[[ Provided records, beginning ]]

pub mod config;
pub mod observation;
pub mod payload;
pub mod query;
pub mod result;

[[ Provided records, end ]]

* _Aim of the task_: Repeat all of the records verbatim, leaving nothing out.

* _Response area_:
pub mod config;
pub mod observation;
pub mod payload;
pub mod query;
pub mod result;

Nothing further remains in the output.